(Beginning of SOURCE RECORDS)

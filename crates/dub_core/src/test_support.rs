//! Test doubles for the external tool and audio backend seams.

use std::collections::HashMap;
use std::ffi::OsString;
use std::path::{Path, PathBuf};

use parking_lot::Mutex;

use crate::assembly::{AssemblyError, AssemblyResult, AudioBackend, AudioBuffer};
use crate::tools::{ToolError, ToolOutput, ToolResult, ToolRunner};

/// One recorded tool invocation.
#[derive(Debug, Clone)]
pub struct Call {
    pub program: String,
    pub args: Vec<String>,
}

impl Call {
    /// The argument following `flag`, if present.
    pub fn arg_after(&self, flag: &str) -> Option<&str> {
        let idx = self.args.iter().position(|a| a == flag)?;
        self.args.get(idx + 1).map(|s| s.as_str())
    }

    /// The `-af` filter chain.
    pub fn filter(&self) -> Option<&str> {
        self.arg_after("-af")
    }

    /// The `-i` input path.
    pub fn input(&self) -> Option<&str> {
        self.arg_after("-i")
    }

    /// The last argument (output path for ffmpeg and ffprobe).
    pub fn last(&self) -> &str {
        self.args.last().map(|s| s.as_str()).unwrap_or("")
    }

    pub fn is_probe(&self) -> bool {
        self.program.contains("ffprobe")
    }
}

type ProbeFn = Box<dyn Fn(&Call) -> ToolResult<String> + Send + Sync>;
type FfmpegFn = Box<dyn Fn(&Call) -> ToolResult<()> + Send + Sync>;

/// Scripted `ToolRunner`: ffprobe answers with JSON, ffmpeg succeeds unless told otherwise.
pub struct FakeRunner {
    calls: Mutex<Vec<Call>>,
    probe: ProbeFn,
    ffmpeg: FfmpegFn,
}

impl FakeRunner {
    pub fn new() -> Self {
        Self {
            calls: Mutex::new(Vec::new()),
            probe: Box::new(|_| Ok(probe_json(2.0))),
            ffmpeg: Box::new(|_| Ok(())),
        }
    }

    pub fn with_probe(
        mut self,
        probe: impl Fn(&Call) -> ToolResult<String> + Send + Sync + 'static,
    ) -> Self {
        self.probe = Box::new(probe);
        self
    }

    pub fn with_ffmpeg(
        mut self,
        ffmpeg: impl Fn(&Call) -> ToolResult<()> + Send + Sync + 'static,
    ) -> Self {
        self.ffmpeg = Box::new(ffmpeg);
        self
    }

    /// Every tool reports "not found".
    pub fn all_missing(self) -> Self {
        self.with_probe(|c| Err(ToolError::missing(c.program.clone())))
            .with_ffmpeg(|c| Err(ToolError::missing(c.program.clone())))
    }

    pub fn calls(&self) -> Vec<Call> {
        self.calls.lock().clone()
    }

    pub fn ffmpeg_calls(&self) -> Vec<Call> {
        self.calls().into_iter().filter(|c| !c.is_probe()).collect()
    }

    pub fn probe_calls(&self) -> Vec<Call> {
        self.calls().into_iter().filter(|c| c.is_probe()).collect()
    }
}

impl ToolRunner for FakeRunner {
    fn run(&self, program: &str, args: &[OsString]) -> ToolResult<ToolOutput> {
        let call = Call {
            program: program.to_string(),
            args: args
                .iter()
                .map(|a| a.to_string_lossy().to_string())
                .collect(),
        };
        self.calls.lock().push(call.clone());

        if call.is_probe() {
            (self.probe)(&call).map(ToolOutput::from_stdout)
        } else {
            (self.ffmpeg)(&call).map(|_| ToolOutput::default())
        }
    }
}

/// ffprobe-style JSON for a given duration.
pub fn probe_json(duration_secs: f64) -> String {
    format!(
        r#"{{"format": {{"filename": "clip.wav", "duration": "{:.6}"}}}}"#,
        duration_secs
    )
}

/// Sample rate used by in-memory clips: one frame per millisecond.
pub const TEST_RATE: u32 = 1000;

/// In-memory `AudioBackend`: decodes from a path table, records exports.
#[derive(Default)]
pub struct FakeBackend {
    clips: HashMap<PathBuf, AudioBuffer>,
    exports: Mutex<Vec<(PathBuf, AudioBuffer)>>,
}

impl FakeBackend {
    pub fn new() -> Self {
        Self::default()
    }

    /// Register a constant-valued mono clip of `duration_ms`.
    pub fn with_clip(mut self, path: impl Into<PathBuf>, duration_ms: u64, value: f64) -> Self {
        let frames = duration_ms as usize;
        let audio = AudioBuffer::new(vec![value; frames], TEST_RATE, 1);
        self.clips.insert(path.into(), audio);
        self
    }

    pub fn exports(&self) -> Vec<(PathBuf, AudioBuffer)> {
        self.exports.lock().clone()
    }
}

impl AudioBackend for FakeBackend {
    fn decode(&self, path: &Path) -> AssemblyResult<AudioBuffer> {
        self.clips
            .get(path)
            .cloned()
            .ok_or_else(|| AssemblyError::decode(path, "no such clip"))
    }

    fn export(&self, audio: &AudioBuffer, path: &Path) -> AssemblyResult<()> {
        self.exports
            .lock()
            .push((path.to_path_buf(), audio.clone()));
        Ok(())
    }
}
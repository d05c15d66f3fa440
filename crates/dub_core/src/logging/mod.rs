//! Logging infrastructure.
//!
//! Every component logs through `tracing` with a bracketed component prefix
//! (`[Assembler]`, `[Denoise]`, `[Batch]`). This module installs the global
//! subscriber:
//! - Respects the `RUST_LOG` environment variable
//! - Falls back to the configured level
//! - Optionally mirrors output into a daily-rolling file in the logs folder
//!
//! # Example
//!
//! ```no_run
//! use dub_core::config::Settings;
//! use dub_core::logging::init_from_settings;
//!
//! // Keep the guard alive for the lifetime of the program.
//! let _guard = init_from_settings(&Settings::default());
//! tracing::info!("[Assembler] Ready");
//! ```

mod types;

pub use types::LogLevel;

use std::path::{Path, PathBuf};

use tracing_appender::non_blocking::WorkerGuard;
use tracing_subscriber::{fmt, prelude::*, EnvFilter};

use crate::config::Settings;

/// File name prefix for rolling log files.
const LOG_FILE_PREFIX: &str = "dub_core.log";

/// Initialize global tracing subscriber for application-wide logging.
///
/// Outputs to stderr. Should be called once at application startup.
pub fn init_tracing(default_level: LogLevel) {
    tracing_subscriber::registry()
        .with(fmt::layer().with_writer(std::io::stderr).with_target(true))
        .with(build_filter(default_level))
        .init();
}

/// Initialize tracing with an additional rolling log file in `logs_dir`.
///
/// Returns the writer guard; dropping it flushes and stops the file writer.
pub fn init_tracing_with_file(default_level: LogLevel, logs_dir: impl AsRef<Path>) -> WorkerGuard {
    let appender = tracing_appender::rolling::daily(logs_dir.as_ref(), LOG_FILE_PREFIX);
    let (writer, guard) = tracing_appender::non_blocking(appender);

    tracing_subscriber::registry()
        .with(fmt::layer().with_writer(std::io::stderr).with_target(true))
        .with(fmt::layer().with_ansi(false).with_writer(writer))
        .with(build_filter(default_level))
        .init();

    guard
}

/// Initialize tracing from the `[logging]` and `[paths]` settings.
///
/// With `log_to_file` set, output is also written under `paths.logs_folder`
/// and the returned guard must be kept alive.
pub fn init_from_settings(settings: &Settings) -> Option<WorkerGuard> {
    match log_file_dir(settings) {
        Some(dir) => Some(init_tracing_with_file(settings.logging.level, dir)),
        None => {
            init_tracing(settings.logging.level);
            None
        }
    }
}

fn log_file_dir(settings: &Settings) -> Option<PathBuf> {
    settings
        .logging
        .log_to_file
        .then(|| PathBuf::from(&settings.paths.logs_folder))
}

/// Initialize tracing for tests (only logs warnings and above).
#[cfg(test)]
pub fn init_test_tracing() {
    let _ = tracing_subscriber::fmt()
        .with_env_filter("warn")
        .with_test_writer()
        .try_init();
}

fn build_filter(default_level: LogLevel) -> EnvFilter {
    EnvFilter::try_from_default_env()
        .unwrap_or_else(|_| EnvFilter::new(default_level.as_filter_str()))
}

(End of SOURCE RECORDS)

## EXERCISE AIM
Please find the lines in the data that contain the word "impl" and copy them.

## WRITTEN ANSWER
impl Call {
impl FakeRunner {
        probe: impl Fn(&Call) -> ToolResult<String> + Send + Sync + 'static,
        ffmpeg: impl Fn(&Call) -> ToolResult<()> + Send + Sync + 'static,
impl ToolRunner for FakeRunner {
impl FakeBackend {
    pub fn with_clip(mut self, path: impl Into<PathBuf>, duration_ms: u64, value: f64) -> Self {
impl AudioBackend for FakeBackend {
pub fn init_tracing_with_file(default_level: LogLevel, logs_dir: impl AsRef<Path>) -> WorkerGuard {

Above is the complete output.